I hope everyone had a good Christmas! (Or is having a good Hanukkah or Kwanzaa or Boxing Day!)
Lots of good food was to be had; homemade pulled pork tamales on Christmas Eve, along with guacamole, rice, and jalapeno poppers, Honeybaked Ham for Christmas breakfast, along with donuts, cinnamon rolls, biscuits, bacon, sausage, eggs and fruit.
My family had Chinese food for lunch. That’s our tradition now! This is the third year we’ve done that, and it’s worked out well. I’m a fan of it… even though everyone gives me a hard time about ordering “Hunan Bean Curd.” It’s just tofu, people!
I’m also proud to say that I am now an owner of a Kindle! Eeee. I was so excited and surprised when I opened up the package. Thank you, mom and dad! My mom also gave me the complete collection of the Little House on the Prairie books. Haha. You all know how much I love those.
My sister gave me an angel food cake pan, which I didn’t have. Get ready for some angel food cake recipes! January is going to be heavenly.
Let’s see… I’m trying to think what other food-related presents I received… a fancy cheese knife from my dad, and a book on putting up preserves from my mom. I’ll have to do some posts and jams and pickles in the future!
We did not have toffee for Christmas dessert, but we did have French Silk Pie. I used this recipe from Cooks Illustrated. I thought it was really good and I’d definitely use the recipe again. I’d probably use one of my own crust recipes, though. I barely had enough dough to fill the pie dish.
I didn’t take a picture of the pie. Fail. Oh well.
I made this toffee before Christmas, but there’s no rule that says you can’t make toffee after Christmas! It’d be perfect for a New Year’s Eve treat!
I made one batch of almond toffee, and covered it with chocolate and white chocolate. On one half I sprinkled crushed mint cookies and candy canes. Mmm. Both were really delicious! So buttery and crispy.
This is my written version of a combination of Cookie Madness’ almond toffee and another recipe I found online, but I can’t find the other recipe now. Anyway, you’ll have to try this sometime. It’s pretty easy. The most important part is taking the hot syrup off the stove at the right time. I didn’t use a candy thermometer for this because I found it easier just by looking at the color of the syrup. Also, toast your almonds!
1 cup sliced almonds
1 cup unsalted butter
1 cup granulated sugar
1/2 cup water
1/2 teaspoon salt
1/2 teaspoon baking soda
1 teaspoon vanilla extract
2 cups dark or semi-sweet chocolate chips
3/4 cup white chocolate chips
Heat oven to 350 degrees F.
Line a 13x9-inch baking dish with foil.
Place almonds on a cookie sheet and bake 8 minutes or until lightly toasted.

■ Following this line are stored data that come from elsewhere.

mod article_repo;
mod database;
mod export_repo;
mod settings_repo;
mod source_repo;
mod summary_repo;

pub use article_repo::{ArticleRepository, Stats};
pub use database::Database;
pub use export_repo::ExportRepository;
pub use settings_repo::{keys, SettingsRepository};
pub use source_repo::SourceRepository;
pub use summary_repo::{NewSummary, SummaryRepository};
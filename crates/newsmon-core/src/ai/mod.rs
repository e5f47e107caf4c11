mod openai;

pub use openai::OpenAiOracle;

use crate::model::Article;
use crate::Result;

/// The closed category label set the oracle may answer with
pub const CATEGORIES: &[&str] = &[
    "AI/ML",
    "Software Development",
    "Cybersecurity",
    "New Technologies",
    "Other",
];

/// External capability for categorization and digest generation.
///
/// The pipeline consults it optionally; every failure degrades to an
/// empty category and never aborts a batch.
#[async_trait::async_trait]
pub trait Oracle: Send + Sync {
    /// Assign one label from [`CATEGORIES`]. Callers validate the answer
    /// with [`validate_category`]; raw output is untrusted.
    async fn categorize(&self, title: &str, description: &str) -> Result<String>;

    /// Generate a markdown digest over a batch of articles
    async fn summarize(&self, articles: &[Article], category: Option<&str>) -> Result<String>;
}

/// Coerce an oracle answer into the closed label set; anything else is
/// treated as empty/untrusted.
pub fn validate_category(raw: &str) -> String {
    let candidate = raw.trim();
    if CATEGORIES.contains(&candidate) {
        candidate.to_string()
    } else {
        String::new()
    }
}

Bring butter, sugar, water and salt to a boil, in a large saucepan, over medium heat. Boil for about 10 minutes, stirring occasionally. When hot syrup turns light golden brown, stir in almonds. Continue to cook, stirring constantly, until syrup starts to turn golden brown. Quickly remove pan from heat and stir in baking soda and vanilla until combined; pour toffee into prepared baking dish.
Sprinkle chocolate chips on top of toffee and wait a few minutes for them to melt before spreading evenly. Sprinkle white chocolate chips on top, wait to melt, and swirl into chocolate. Cool completely before cutting into pieces.
To make a mint variation, sprinkle 1/2 cup crushed Thin Mint cookies on top, followed by 2 crushed candy canes.